* EXERCISE DESCRIPTION *
Whenever the word "same" appears in a line of the listing, copy that line.

* DATASET CONTENT *

■ ■ ■

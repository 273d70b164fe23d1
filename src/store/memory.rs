//! In-process record store.
//!
//! Evaluates the same [`EligibilityCriteria`] in memory that the Postgres
//! store pushes into SQL, and supports per-record write failure injection.
//! Used for dry runs and by the integration tests.

use async_trait::async_trait;
use parking_lot::Mutex;
use std::collections::{BTreeMap, HashMap};
use std::sync::atomic::{AtomicUsize, Ordering};
use std::sync::Arc;

use super::{RecordStore, StoreConnector};
use crate::error::{EnricherError, Result};
use crate::models::{MarketRecord, TranslationCandidate};
use crate::scopes::EligibilityCriteria;

#[derive(Debug, Clone, Copy, PartialEq, Eq)]
enum WriteFailure {
    Always,
    Times(u32),
}

#[derive(Debug, Default)]
pub struct InMemoryRecordStore {
    records: Mutex<BTreeMap<String, MarketRecord>>,
    failures: Mutex<HashMap<String, WriteFailure>>,
    write_attempts: Mutex<HashMap<String, u32>>,
}

impl InMemoryRecordStore {
    pub fn new() -> Self {
        Self::default()
    }

    pub fn with_records<I: IntoIterator<Item = MarketRecord>>(records: I) -> Self {
        let store = Self::new();
        for record in records {
            store.insert(record);
        }
        store
    }

    pub fn insert(&self, record: MarketRecord) {
        self.records.lock().insert(record.id.clone(), record);
    }

    pub fn get(&self, id: &str) -> Option<MarketRecord> {
        self.records.lock().get(id).cloned()
    }

    /// All records in store order
    pub fn snapshot(&self) -> Vec<MarketRecord> {
        self.records.lock().values().cloned().collect()
    }

    pub fn len(&self) -> usize {
        self.records.lock().len()
    }

    pub fn is_empty(&self) -> bool {
        self.records.lock().is_empty()
    }

    /// Every write to `id` fails
    pub fn fail_writes_permanently(&self, id: &str) {
        self.failures
            .lock()
            .insert(id.to_string(), WriteFailure::Always);
    }

    /// The next `times` writes to `id` fail, later ones succeed
    pub fn fail_writes_transiently(&self, id: &str, times: u32) {
        self.failures
            .lock()
            .insert(id.to_string(), WriteFailure::Times(times));
    }

    /// Number of update calls that reached this record
    pub fn write_attempts(&self, id: &str) -> u32 {
        self.write_attempts.lock().get(id).copied().unwrap_or(0)
    }

    fn check_write(&self, id: &str) -> Result<()> {
        *self.write_attempts.lock().entry(id.to_string()).or_insert(0) += 1;

        let mut failures = self.failures.lock();
        match failures.get_mut(id) {
            Some(WriteFailure::Always) => Err(EnricherError::persistence(id, "injected permanent failure")),
            Some(WriteFailure::Times(remaining)) if *remaining > 0 => {
                *remaining -= 1;
                Err(EnricherError::persistence(id, "injected transient failure"))
            }
            _ => Ok(()),
        }
    }

    fn update_with<F>(&self, id: &str, apply: F) -> Result<bool>
    where
        F: FnOnce(&mut MarketRecord),
    {
        self.check_write(id)?;
        let mut records = self.records.lock();
        match records.get_mut(id) {
            Some(record) => {
                apply(record);
                Ok(true)
            }
            None => Ok(false),
        }
    }
}

fn after(id: &str, cursor: Option<&str>) -> bool {
    cursor.map_or(true, |cursor| id > cursor)
}

#[async_trait]
impl RecordStore for InMemoryRecordStore {
    async fn count_eligible(&self, criteria: &EligibilityCriteria) -> Result<usize> {
        Ok(self
            .records
            .lock()
            .values()
            .filter(|record| criteria.matches(record))
            .count())
    }

    async fn fetch_eligible_page(
        &self,
        criteria: &EligibilityCriteria,
        after_id: Option<&str>,
        limit: usize,
    ) -> Result<Vec<TranslationCandidate>> {
        Ok(self
            .records
            .lock()
            .values()
            .filter(|record| after(&record.id, after_id) && criteria.matches(record))
            .take(limit)
            .map(MarketRecord::candidate)
            .collect())
    }

    async fn update_translation(&self, id: &str, translated: &str) -> Result<bool> {
        self.update_with(id, |record| {
            record.title_translated = Some(translated.to_string());
        })
    }

    async fn fetch_unclassified_page(
        &self,
        after_id: Option<&str>,
        limit: usize,
    ) -> Result<Vec<MarketRecord>> {
        Ok(self
            .records
            .lock()
            .values()
            .filter(|record| after(&record.id, after_id) && record.needs_classification())
            .take(limit)
            .cloned()
            .collect())
    }

    async fn update_category(&self, id: &str, category: &str) -> Result<bool> {
        self.update_with(id, |record| {
            record.category = Some(category.to_string());
        })
    }
}

/// Hands every worker the same in-memory store and counts connections
#[derive(Debug, Clone)]
pub struct InMemoryConnector {
    store: Arc<InMemoryRecordStore>,
    connections: Arc<AtomicUsize>,
}

impl InMemoryConnector {
    pub fn new(store: Arc<InMemoryRecordStore>) -> Self {
        Self {
            store,
            connections: Arc::new(AtomicUsize::new(0)),
        }
    }

    pub fn store(&self) -> &Arc<InMemoryRecordStore> {
        &self.store
    }

    pub fn connections_opened(&self) -> usize {
        self.connections.load(Ordering::SeqCst)
    }
}

#[async_trait]
impl StoreConnector for InMemoryConnector {
    async fn connect(&self) -> Result<Arc<dyn RecordStore>> {
        self.connections.fetch_add(1, Ordering::SeqCst);
        let store: Arc<dyn RecordStore> = self.store.clone();
        Ok(store)
    }
}

#[cfg(test)]
mod tests {
    use super::*;
    use crate::constants::Category;
    use crate::scopes::DateWindow;

    fn record(id: &str, category: Option<&str>, translated: Option<&str>) -> MarketRecord {
        MarketRecord {
            id: id.to_string(),
            title: format!("Market {id}"),
            category: category.map(str::to_string),
            tags: vec![],
            end_date: None,
            title_translated: translated.map(str::to_string),
        }
    }

    fn untranslated() -> EligibilityCriteria {
        EligibilityCriteria {
            overwrite: false,
            window: DateWindow::unbounded(),
            excluded_categories: vec![Category::Sports],
            included_categories: None,
            exclude_null_category: false,
        }
    }

    #[tokio::test]
    async fn test_eligible_pages_follow_store_order() {
        let store = InMemoryRecordStore::with_records(vec![
            record("c", Some("Crypto"), None),
            record("a", Some("Politics"), None),
            record("b", Some("Sports"), None),
            record("d", None, Some("done")),
            record("e", None, None),
        ]);
        let criteria = untranslated();

        assert_eq!(store.count_eligible(&criteria).await.unwrap(), 3);

        let first = store.fetch_eligible_page(&criteria, None, 2).await.unwrap();
        let ids: Vec<_> = first.iter().map(|c| c.id.as_str()).collect();
        assert_eq!(ids, vec!["a", "c"]);

        let second = store
            .fetch_eligible_page(&criteria, Some("c"), 2)
            .await
            .unwrap();
        let ids: Vec<_> = second.iter().map(|c| c.id.as_str()).collect();
        assert_eq!(ids, vec!["e"]);
    }

    #[tokio::test]
    async fn test_transient_failures_then_success() {
        let store = InMemoryRecordStore::with_records(vec![record("a", None, None)]);
        store.fail_writes_transiently("a", 2);

        assert!(store.update_translation("a", "가").await.is_err());
        assert!(store.update_translation("a", "가").await.is_err());
        assert!(store.update_translation("a", "가").await.unwrap());
        assert_eq!(store.write_attempts("a"), 3);
        assert_eq!(store.get("a").unwrap().title_translated.as_deref(), Some("가"));
    }

    #[tokio::test]
    async fn test_update_of_unknown_id_matches_nothing() {
        let store = InMemoryRecordStore::new();
        assert!(!store.update_category("missing", "Crypto").await.unwrap());
    }

    #[tokio::test]
    async fn test_unclassified_page() {
        let store = InMemoryRecordStore::with_records(vec![
            record("a", Some("Uncategorized"), None),
            record("b", Some("Crypto"), None),
            record("c", None, None),
        ]);
        let page = store.fetch_unclassified_page(None, 10).await.unwrap();
        let ids: Vec<_> = page.iter().map(|r| r.id.as_str()).collect();
        assert_eq!(ids, vec!["a", "c"]);
    }

    #[tokio::test]
    async fn test_include_list_counts_only_named_labels() {
        let store = InMemoryRecordStore::with_records(vec![
            record("a", Some("Crypto"), None),
            record("b", Some("Weather"), None),
            record("c", None, None),
            record("d", Some("Uncategorized"), None),
        ]);
        let criteria = EligibilityCriteria {
            excluded_categories: vec![],
            included_categories: Some(vec![Category::Crypto, Category::Science]),
            ..untranslated()
        };

        assert_eq!(store.count_eligible(&criteria).await.unwrap(), 1);
        let page = store.fetch_eligible_page(&criteria, None, 10).await.unwrap();
        assert_eq!(page.len(), 1);
        assert_eq!(page[0].id, "a");
    }
}
#![allow(clippy::doc_markdown)] // Allow technical terms like PostgreSQL, SQLx in docs
#![allow(clippy::missing_errors_doc)] // Allow public functions without # Errors sections
#![allow(clippy::must_use_candidate)] // Allow methods without must_use when context is clear

//! # Enricher Core
//!
//! Category inference and batched, concurrent title translation for a
//! prediction-market catalog held in Postgres.
//!
//! ## Overview
//!
//! Two passes over the catalog, both safe to rerun:
//!
//! 1. **Category backfill**: records with a missing or Uncategorized category
//!    get a label from deterministic keyword rules.
//! 2. **Translation**: eligible titles are split into ordered batches of up to
//!    100, sent to a text-generation service by a pool of workers, aligned back
//!    to their records by position, normalized against a glossary and written
//!    one record at a time.
//!
//! Eligibility is recomputed from the stored fields on every run, so records
//! that failed anywhere along the way are simply picked up next time.
//!
//! ## Module Organization
//!
//! - [`classification`] - Category classifier and backfill pass
//! - [`scopes`] - Eligibility criteria and the SQL scopes that express them
//! - [`store`] - Record store trait with Postgres and in-memory implementations
//! - [`translation`] - Prompt, service client, response aligner, terminology corrector
//! - [`orchestration`] - Partitioner, dispatcher, persistence writer, stats, engine
//! - [`resilience`] - Retry policy shared by batch and record level
//! - [`config`] - YAML configuration with environment overrides and run presets
//! - [`error`] - Structured error handling
//!
//! ## Quick Start
//!
//! ```rust,no_run
//! use enricher_core::config::ConfigManager;
//! use enricher_core::orchestration::TranslationEngine;
//! use enricher_core::store::PgStoreConnector;
//! use enricher_core::translation::OpenAiChatClient;
//! use std::sync::Arc;
//!
//! # async fn example() -> enricher_core::Result<()> {
//! let manager = ConfigManager::load()?;
//! let config = manager.config();
//! let run = config.run.resolve(chrono::Utc::now());
//!
//! let engine = TranslationEngine::from_config(
//!     config,
//!     manager.config_directory(),
//!     run,
//!     Arc::new(PgStoreConnector::new(config.database.clone())),
//!     Arc::new(OpenAiChatClient::new(&config.text_generation)?),
//! )?;
//! println!("{}", engine.run().await?);
//! # Ok(())
//! # }
//! ```

pub mod classification;
pub mod config;
pub mod constants;
pub mod database;
pub mod error;
pub mod logging;
pub mod models;
pub mod orchestration;
pub mod resilience;
pub mod scopes;
pub mod store;
pub mod test_utils;
pub mod translation;

pub use classification::{CategoryBackfill, CategoryClassifier, ReclassificationSummary};
pub use config::{ConfigManager, EnricherConfig, RunConfig, RunPreset};
pub use constants::Category;
pub use error::{EnricherError, Result};
pub use models::{MarketRecord, TranslationCandidate};
pub use orchestration::{RunSummary, TranslationEngine};
pub use scopes::EligibilityCriteria;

■ ■ ■

* TASK RESPONSE *
//! Evaluates the same [`EligibilityCriteria`] in memory that the Postgres
/// Hands every worker the same in-memory store and counts connections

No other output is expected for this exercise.